## [Instructions to follow]
Among the entries, which lines carry the string "usize"? Copy each of them.

Stored records
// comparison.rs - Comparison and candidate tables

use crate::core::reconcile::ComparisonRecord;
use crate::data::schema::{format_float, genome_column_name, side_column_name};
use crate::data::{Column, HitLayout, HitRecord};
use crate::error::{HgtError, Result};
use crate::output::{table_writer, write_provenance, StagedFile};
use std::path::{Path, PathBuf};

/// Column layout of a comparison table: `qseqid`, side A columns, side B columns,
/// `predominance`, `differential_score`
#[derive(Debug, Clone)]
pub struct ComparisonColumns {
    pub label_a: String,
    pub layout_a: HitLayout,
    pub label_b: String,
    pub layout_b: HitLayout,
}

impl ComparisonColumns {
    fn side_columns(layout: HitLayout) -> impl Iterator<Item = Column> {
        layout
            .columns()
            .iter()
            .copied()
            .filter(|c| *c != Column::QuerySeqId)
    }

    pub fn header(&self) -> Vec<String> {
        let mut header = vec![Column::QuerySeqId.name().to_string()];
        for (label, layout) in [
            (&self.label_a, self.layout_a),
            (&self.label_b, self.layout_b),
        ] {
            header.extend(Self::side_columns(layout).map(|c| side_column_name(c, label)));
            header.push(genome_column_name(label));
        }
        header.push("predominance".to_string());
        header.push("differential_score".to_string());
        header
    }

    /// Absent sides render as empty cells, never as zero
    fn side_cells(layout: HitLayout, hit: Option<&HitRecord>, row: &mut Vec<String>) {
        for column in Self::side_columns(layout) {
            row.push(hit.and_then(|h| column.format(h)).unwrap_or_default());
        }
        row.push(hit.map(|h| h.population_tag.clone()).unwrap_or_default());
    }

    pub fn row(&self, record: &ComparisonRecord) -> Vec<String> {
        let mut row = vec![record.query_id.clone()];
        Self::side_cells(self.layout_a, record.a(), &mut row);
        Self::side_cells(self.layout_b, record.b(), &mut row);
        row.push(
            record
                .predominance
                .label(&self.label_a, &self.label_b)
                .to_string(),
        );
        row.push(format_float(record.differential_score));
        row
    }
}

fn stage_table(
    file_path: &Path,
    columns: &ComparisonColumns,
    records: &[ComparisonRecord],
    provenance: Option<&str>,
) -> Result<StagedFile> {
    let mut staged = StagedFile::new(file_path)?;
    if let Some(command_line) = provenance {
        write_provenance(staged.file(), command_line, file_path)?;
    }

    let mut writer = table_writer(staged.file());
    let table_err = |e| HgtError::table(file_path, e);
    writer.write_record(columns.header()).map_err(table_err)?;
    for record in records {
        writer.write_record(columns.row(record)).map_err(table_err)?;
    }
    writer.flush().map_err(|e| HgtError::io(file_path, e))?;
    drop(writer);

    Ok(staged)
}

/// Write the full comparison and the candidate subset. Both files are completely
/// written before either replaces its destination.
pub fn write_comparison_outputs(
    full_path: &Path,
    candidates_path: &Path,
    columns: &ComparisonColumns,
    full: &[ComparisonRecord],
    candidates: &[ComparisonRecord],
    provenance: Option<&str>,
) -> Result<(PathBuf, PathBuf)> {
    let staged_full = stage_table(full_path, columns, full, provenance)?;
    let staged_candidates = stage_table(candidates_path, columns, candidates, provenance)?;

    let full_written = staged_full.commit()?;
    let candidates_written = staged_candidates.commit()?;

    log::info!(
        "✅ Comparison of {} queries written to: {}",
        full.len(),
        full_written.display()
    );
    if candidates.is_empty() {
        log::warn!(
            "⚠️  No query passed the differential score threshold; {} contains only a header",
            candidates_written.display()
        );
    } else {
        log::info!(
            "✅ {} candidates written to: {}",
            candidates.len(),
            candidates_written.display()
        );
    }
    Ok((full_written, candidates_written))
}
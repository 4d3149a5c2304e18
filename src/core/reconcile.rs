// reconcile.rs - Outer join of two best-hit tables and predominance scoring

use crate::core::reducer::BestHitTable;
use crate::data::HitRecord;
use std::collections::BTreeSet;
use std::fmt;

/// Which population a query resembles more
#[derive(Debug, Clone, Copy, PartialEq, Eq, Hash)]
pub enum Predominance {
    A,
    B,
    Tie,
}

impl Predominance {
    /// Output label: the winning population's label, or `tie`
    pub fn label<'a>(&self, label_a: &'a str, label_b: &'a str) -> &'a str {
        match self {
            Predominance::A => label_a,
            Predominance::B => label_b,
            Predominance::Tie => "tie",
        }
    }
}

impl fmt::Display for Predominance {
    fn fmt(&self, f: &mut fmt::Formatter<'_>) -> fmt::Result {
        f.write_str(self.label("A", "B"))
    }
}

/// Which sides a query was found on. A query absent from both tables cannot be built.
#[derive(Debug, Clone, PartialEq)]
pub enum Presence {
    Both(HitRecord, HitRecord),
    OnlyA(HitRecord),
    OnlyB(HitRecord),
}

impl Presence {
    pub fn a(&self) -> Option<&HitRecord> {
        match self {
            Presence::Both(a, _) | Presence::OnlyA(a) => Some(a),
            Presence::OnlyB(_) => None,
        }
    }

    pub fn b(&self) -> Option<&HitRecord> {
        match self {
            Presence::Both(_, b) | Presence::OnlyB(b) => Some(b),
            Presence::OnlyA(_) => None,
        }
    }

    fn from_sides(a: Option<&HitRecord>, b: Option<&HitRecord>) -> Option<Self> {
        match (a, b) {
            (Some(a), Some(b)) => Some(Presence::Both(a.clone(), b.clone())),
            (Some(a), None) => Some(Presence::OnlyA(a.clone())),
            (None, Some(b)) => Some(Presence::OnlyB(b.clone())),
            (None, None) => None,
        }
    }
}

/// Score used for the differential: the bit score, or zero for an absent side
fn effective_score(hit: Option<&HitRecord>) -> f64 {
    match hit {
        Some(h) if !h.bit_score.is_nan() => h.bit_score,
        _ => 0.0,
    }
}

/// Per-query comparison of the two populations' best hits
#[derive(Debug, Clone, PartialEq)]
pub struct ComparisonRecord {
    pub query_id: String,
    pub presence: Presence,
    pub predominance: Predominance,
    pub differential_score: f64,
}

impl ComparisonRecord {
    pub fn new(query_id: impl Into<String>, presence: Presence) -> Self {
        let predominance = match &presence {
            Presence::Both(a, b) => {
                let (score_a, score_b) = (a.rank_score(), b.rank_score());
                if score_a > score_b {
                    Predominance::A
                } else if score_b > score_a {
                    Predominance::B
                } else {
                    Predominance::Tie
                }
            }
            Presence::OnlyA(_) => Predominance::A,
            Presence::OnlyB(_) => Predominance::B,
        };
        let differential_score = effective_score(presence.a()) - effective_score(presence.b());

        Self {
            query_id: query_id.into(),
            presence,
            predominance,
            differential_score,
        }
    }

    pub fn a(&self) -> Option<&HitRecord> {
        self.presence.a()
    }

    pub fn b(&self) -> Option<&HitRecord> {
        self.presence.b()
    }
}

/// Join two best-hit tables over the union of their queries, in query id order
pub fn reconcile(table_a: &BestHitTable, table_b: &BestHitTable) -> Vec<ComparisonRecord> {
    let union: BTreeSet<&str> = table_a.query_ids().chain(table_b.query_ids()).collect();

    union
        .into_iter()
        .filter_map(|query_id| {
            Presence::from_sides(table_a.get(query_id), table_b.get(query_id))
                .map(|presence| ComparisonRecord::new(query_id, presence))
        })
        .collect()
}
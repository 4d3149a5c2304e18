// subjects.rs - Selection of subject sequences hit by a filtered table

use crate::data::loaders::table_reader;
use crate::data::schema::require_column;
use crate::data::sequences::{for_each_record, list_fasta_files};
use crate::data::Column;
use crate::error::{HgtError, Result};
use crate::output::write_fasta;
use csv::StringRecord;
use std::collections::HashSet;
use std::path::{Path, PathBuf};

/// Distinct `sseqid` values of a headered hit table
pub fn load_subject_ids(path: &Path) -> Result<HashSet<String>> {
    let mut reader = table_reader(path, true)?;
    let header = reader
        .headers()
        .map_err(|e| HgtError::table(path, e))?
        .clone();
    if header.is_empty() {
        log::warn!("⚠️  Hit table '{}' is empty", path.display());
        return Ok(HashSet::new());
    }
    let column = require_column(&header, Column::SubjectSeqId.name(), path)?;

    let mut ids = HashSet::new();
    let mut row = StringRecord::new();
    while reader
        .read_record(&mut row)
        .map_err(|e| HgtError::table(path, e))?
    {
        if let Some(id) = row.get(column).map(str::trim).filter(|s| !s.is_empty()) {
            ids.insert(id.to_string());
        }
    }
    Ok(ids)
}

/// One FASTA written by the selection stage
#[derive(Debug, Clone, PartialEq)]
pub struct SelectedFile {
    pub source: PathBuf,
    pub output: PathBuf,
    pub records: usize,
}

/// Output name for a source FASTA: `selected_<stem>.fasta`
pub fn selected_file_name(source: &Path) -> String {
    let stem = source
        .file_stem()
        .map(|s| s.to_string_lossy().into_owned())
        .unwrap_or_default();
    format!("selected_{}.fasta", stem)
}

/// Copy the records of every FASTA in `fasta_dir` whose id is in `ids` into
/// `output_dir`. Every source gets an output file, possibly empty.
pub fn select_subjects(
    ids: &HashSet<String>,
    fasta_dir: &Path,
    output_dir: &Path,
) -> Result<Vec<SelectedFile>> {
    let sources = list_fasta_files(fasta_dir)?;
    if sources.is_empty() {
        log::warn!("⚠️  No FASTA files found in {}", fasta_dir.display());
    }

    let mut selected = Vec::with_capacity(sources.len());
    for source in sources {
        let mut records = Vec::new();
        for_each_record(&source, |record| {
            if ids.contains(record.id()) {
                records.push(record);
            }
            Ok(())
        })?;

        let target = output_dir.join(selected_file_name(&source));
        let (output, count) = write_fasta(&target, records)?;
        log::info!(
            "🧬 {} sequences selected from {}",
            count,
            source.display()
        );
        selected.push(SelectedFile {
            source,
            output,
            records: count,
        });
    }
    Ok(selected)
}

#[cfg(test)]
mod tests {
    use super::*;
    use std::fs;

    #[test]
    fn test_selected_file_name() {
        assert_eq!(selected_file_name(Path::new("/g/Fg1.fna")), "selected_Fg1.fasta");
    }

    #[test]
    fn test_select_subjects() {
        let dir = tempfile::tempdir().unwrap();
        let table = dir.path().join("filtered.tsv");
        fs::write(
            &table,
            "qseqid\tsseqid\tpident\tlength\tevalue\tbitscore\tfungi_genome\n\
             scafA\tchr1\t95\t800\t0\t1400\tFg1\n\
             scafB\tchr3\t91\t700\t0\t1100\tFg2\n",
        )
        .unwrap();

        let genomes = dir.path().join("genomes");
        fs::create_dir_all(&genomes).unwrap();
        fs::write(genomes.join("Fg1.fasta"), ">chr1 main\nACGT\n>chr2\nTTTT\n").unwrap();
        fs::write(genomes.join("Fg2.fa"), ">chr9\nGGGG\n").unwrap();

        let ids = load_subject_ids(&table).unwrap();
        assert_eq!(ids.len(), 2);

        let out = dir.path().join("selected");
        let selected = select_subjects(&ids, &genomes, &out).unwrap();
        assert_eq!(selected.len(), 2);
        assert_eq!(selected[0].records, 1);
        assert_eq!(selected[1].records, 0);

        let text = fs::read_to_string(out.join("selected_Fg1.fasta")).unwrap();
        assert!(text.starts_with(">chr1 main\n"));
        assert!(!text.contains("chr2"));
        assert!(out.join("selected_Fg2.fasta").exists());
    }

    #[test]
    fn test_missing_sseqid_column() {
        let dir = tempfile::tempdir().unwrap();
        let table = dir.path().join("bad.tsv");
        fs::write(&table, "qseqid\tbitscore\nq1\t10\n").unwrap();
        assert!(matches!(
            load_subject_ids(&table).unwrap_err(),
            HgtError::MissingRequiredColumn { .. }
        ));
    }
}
* * *
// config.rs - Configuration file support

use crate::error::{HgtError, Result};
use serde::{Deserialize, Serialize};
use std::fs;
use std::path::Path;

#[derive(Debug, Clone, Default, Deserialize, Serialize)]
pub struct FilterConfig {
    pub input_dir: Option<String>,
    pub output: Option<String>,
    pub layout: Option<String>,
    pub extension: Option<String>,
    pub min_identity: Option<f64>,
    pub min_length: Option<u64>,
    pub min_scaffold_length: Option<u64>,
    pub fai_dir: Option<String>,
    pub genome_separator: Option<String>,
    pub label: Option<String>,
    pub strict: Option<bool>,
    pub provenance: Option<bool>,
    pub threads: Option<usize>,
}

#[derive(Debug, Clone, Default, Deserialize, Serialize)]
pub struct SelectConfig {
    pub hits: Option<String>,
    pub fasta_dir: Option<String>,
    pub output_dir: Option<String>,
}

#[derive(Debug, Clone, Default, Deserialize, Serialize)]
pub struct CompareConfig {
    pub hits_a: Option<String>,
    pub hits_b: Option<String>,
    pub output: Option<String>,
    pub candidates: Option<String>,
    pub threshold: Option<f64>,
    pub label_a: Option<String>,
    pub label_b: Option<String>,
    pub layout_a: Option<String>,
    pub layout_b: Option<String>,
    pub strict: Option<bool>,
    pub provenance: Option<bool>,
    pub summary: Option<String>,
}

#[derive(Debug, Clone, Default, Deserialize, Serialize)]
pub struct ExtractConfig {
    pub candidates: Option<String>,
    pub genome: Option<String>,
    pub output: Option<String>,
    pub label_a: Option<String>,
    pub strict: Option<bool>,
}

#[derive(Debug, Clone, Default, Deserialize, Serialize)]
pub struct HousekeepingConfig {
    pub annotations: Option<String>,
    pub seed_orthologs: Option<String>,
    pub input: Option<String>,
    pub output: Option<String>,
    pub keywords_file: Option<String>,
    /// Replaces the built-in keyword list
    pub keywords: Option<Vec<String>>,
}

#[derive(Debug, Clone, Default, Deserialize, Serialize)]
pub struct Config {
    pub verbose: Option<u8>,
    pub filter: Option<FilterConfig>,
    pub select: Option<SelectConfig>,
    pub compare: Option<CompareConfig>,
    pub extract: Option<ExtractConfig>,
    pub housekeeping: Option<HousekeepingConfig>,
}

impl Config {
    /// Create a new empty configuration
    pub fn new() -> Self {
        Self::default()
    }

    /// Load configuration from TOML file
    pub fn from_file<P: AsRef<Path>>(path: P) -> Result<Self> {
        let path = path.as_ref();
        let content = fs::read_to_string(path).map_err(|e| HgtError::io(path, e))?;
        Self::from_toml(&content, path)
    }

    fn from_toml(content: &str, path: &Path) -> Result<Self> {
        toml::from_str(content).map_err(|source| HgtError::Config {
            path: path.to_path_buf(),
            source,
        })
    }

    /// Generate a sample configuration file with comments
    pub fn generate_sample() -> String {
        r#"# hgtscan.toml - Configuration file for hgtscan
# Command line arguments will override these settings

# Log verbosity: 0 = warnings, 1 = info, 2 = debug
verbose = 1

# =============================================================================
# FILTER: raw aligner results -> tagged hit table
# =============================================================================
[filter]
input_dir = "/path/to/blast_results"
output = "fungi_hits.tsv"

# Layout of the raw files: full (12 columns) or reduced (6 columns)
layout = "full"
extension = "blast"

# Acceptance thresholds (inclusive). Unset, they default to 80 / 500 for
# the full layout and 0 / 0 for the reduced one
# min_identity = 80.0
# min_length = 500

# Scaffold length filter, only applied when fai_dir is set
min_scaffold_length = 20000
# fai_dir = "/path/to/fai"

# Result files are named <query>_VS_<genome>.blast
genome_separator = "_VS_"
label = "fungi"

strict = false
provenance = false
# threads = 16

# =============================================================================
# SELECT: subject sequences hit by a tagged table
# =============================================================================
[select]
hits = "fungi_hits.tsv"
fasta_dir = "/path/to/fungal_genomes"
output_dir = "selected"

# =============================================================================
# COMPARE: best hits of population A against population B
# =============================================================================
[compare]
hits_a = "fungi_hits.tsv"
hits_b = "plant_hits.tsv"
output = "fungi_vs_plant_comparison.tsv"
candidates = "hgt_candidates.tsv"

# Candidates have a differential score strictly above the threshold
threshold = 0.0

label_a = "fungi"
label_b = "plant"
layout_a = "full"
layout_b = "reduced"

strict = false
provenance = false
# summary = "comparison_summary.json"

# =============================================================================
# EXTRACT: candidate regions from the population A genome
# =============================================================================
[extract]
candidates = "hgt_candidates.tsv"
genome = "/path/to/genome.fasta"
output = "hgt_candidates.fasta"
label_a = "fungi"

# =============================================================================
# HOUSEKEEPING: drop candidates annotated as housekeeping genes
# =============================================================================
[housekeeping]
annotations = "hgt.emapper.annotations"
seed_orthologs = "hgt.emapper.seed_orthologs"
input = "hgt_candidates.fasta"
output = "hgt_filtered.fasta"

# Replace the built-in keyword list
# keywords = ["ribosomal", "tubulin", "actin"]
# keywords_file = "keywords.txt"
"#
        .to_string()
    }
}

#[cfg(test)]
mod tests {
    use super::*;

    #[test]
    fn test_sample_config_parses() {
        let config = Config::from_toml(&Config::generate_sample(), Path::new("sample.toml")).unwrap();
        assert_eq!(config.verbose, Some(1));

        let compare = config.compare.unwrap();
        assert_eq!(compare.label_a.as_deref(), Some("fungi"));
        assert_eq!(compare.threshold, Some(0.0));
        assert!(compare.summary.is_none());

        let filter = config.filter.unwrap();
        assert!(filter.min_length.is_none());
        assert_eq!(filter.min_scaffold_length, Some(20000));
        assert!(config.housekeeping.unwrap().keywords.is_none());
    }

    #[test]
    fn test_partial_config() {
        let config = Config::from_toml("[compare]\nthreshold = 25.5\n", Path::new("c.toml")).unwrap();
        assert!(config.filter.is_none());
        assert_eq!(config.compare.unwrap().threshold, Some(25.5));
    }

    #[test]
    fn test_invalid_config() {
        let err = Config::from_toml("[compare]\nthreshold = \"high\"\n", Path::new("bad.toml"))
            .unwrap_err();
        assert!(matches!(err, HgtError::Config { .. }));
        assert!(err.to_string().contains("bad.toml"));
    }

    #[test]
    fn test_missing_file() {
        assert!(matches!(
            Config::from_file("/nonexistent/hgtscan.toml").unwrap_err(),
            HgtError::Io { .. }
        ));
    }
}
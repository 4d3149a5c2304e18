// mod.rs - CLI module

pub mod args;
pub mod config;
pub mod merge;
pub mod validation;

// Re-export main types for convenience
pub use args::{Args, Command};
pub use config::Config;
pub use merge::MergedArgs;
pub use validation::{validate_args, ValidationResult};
--
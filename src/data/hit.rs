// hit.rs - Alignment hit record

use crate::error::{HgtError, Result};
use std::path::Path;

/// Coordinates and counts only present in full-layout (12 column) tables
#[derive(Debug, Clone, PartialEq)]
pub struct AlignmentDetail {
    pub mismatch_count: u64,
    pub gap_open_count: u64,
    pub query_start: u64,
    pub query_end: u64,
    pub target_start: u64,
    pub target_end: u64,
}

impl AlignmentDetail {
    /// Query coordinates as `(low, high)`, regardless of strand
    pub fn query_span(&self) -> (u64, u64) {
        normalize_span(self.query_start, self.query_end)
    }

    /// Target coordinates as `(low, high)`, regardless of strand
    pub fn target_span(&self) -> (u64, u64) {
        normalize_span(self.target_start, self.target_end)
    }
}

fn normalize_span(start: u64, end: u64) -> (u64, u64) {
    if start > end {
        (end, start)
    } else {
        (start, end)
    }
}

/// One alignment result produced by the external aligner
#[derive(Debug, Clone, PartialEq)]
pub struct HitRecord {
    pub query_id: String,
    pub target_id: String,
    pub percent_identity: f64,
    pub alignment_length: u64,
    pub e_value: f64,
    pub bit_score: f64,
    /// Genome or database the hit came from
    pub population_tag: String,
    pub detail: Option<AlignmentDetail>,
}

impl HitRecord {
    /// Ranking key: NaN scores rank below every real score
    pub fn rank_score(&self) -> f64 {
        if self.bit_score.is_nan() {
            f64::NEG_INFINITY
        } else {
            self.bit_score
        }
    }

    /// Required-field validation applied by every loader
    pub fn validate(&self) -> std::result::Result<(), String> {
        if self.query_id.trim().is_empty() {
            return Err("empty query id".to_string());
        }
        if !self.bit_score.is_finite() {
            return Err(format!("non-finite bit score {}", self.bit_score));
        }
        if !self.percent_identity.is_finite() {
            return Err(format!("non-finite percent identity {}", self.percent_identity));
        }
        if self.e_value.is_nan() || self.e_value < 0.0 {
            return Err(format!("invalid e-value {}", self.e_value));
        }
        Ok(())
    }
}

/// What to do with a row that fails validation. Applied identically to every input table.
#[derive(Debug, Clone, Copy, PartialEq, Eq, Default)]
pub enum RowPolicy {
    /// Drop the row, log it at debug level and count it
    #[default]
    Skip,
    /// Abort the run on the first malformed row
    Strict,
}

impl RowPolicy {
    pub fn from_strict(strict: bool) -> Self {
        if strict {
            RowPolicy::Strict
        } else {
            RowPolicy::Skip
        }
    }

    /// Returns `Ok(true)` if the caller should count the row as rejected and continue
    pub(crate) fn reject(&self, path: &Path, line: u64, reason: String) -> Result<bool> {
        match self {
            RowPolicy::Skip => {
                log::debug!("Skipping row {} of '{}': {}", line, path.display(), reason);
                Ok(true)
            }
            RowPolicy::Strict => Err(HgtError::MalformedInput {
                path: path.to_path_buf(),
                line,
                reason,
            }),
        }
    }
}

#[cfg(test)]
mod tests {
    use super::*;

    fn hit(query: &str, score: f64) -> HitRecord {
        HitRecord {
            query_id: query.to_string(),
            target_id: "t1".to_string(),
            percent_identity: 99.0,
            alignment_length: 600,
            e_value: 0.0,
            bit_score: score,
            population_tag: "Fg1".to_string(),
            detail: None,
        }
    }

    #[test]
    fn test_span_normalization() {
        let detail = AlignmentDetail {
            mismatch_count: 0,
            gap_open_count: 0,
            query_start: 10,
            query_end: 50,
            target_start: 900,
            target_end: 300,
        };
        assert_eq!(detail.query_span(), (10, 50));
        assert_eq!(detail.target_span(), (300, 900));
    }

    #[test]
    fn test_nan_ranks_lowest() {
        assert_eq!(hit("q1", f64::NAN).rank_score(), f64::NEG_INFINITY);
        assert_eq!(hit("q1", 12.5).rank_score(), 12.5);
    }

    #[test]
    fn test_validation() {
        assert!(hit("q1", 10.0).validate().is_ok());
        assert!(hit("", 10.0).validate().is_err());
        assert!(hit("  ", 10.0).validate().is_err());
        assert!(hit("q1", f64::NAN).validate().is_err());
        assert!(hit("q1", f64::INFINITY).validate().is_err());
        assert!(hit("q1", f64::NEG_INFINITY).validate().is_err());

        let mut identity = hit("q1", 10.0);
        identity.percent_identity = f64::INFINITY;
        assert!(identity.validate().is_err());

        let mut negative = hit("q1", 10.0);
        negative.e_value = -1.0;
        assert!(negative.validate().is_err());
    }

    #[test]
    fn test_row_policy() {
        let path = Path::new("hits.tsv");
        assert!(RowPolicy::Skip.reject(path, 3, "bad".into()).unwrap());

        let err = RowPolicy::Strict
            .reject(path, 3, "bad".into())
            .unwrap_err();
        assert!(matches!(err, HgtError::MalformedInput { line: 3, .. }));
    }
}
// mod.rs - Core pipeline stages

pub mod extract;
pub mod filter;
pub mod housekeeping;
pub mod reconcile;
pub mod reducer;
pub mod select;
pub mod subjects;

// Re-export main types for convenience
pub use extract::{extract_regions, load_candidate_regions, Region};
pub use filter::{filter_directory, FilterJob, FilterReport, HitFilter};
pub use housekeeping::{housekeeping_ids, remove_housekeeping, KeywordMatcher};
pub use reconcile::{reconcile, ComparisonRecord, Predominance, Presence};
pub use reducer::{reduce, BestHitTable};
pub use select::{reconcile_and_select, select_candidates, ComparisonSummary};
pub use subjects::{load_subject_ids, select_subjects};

## [Task solution]
    pub records: usize,
    pub threads: Option<usize>,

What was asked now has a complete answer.